Unfortunately, in the majority of cases this is not true and it really does depend upon the circumstances of each case and the discretion of the bank or building society with which the account is held.

On the death of a joint bank account holder, the rules of survivorship apply, meaning that the account is automatically transferred into the sole name of the surviving joint bank account holder and he/she is allowed access to the whole of the funds within that account.

However, when a joint bank account holder becomes mentally incapable of managing his/her funds within that account, the same rules do not apply and the procedure is less straightforward.

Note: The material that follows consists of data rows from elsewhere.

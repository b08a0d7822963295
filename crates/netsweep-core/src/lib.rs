//! netsweep-core: Shared types, settings, and error handling for netsweep.
//!
//! This crate provides the pieces every netsweep component depends on:
//! - Scan targets (`Prefix`) and extracted hosts (`HostRecord`)
//! - Settings loading from `config.toml` and `NETSWEEP__` environment variables
//! - Common error types

pub mod config;
pub mod error;
pub mod types;

pub use config::Settings;
pub use error::ConfigError;
pub use types::{HostRecord, Prefix, OS_NOT_DETECTED};
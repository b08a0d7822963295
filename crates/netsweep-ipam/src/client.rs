//! HTTP connection setup and shared IPAM client.

use std::time::Duration;

use reqwest::header::{HeaderMap, HeaderValue, ACCEPT, AUTHORIZATION};
use reqwest::Client;

use netsweep_core::config::{ApiSettings, PublishSettings};

/// Errors from IPAM operations.
#[derive(Debug, thiserror::Error)]
pub enum IpamError {
    #[error("IPAM request failed: {0}")]
    Http(#[from] reqwest::Error),

    #[error("IPAM returned HTTP {status}: {body}")]
    Status { status: u16, body: String },

    #[error("Unexpected IPAM response: {0}")]
    Decode(String),

    #[error("Invalid IPAM client configuration: {0}")]
    Config(String),
}

/// IPAM REST client.
///
/// Every request carries `Authorization: Token <token>` and
/// `accept: application/json`, and is bounded by `api.timeout_secs`.
/// Clone is cheap (inner Arc).
#[derive(Clone)]
pub struct IpamClient {
    pub(crate) http: Client,
    base_url: String,
    pub(crate) discovery_tag: String,
    pub(crate) publish: PublishSettings,
}

impl IpamClient {
    pub fn new(api: &ApiSettings, publish: &PublishSettings) -> Result<Self, IpamError> {
        let mut auth = HeaderValue::from_str(&format!("Token {}", api.token))
            .map_err(|e| IpamError::Config(format!("api.token: {e}")))?;
        auth.set_sensitive(true);

        let mut headers = HeaderMap::new();
        headers.insert(ACCEPT, HeaderValue::from_static("application/json"));
        headers.insert(AUTHORIZATION, auth);

        let http = Client::builder()
            .timeout(Duration::from_secs(api.timeout_secs))
            .default_headers(headers)
            .build()?;

        tracing::debug!(url_base = %api.url_base, "IPAM client ready");

        Ok(Self {
            http,
            base_url: api.url_base.trim_end_matches('/').to_string(),
            discovery_tag: api.discovery_tag.clone(),
            publish: publish.clone(),
        })
    }

    /// Absolute URL for an API path such as `/api/ipam/prefixes/`.
    pub fn endpoint(&self, path: &str) -> String {
        format!("{}{}", self.base_url, path)
    }

    /// Turn a non-2xx response into [`IpamError::Status`].
    pub(crate) async fn check_status(
        response: reqwest::Response,
    ) -> Result<reqwest::Response, IpamError> {
        let status = response.status();
        if status.is_success() {
            return Ok(response);
        }
        let body = response.text().await.unwrap_or_default();
        Err(IpamError::Status {
            status: status.as_u16(),
            body,
        })
    }
}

In theory, if one joint account holder becomes mentally incapable then that person can no longer consent to the continued use of and access to the joint bank account by the other joint holder. As a result, the bank or building society with which the account is held should as soon as it becomes aware of that fact, freeze the account and limit access to the funds to:

  • an Attorney acting under a registered LPA for property and financial affairs (or an Enduring Power of Attorney, which were replaced by LPAs in 2007) or failing that;
  • a Deputy acting under a Deputyship Order (appointed by the Court of Protection).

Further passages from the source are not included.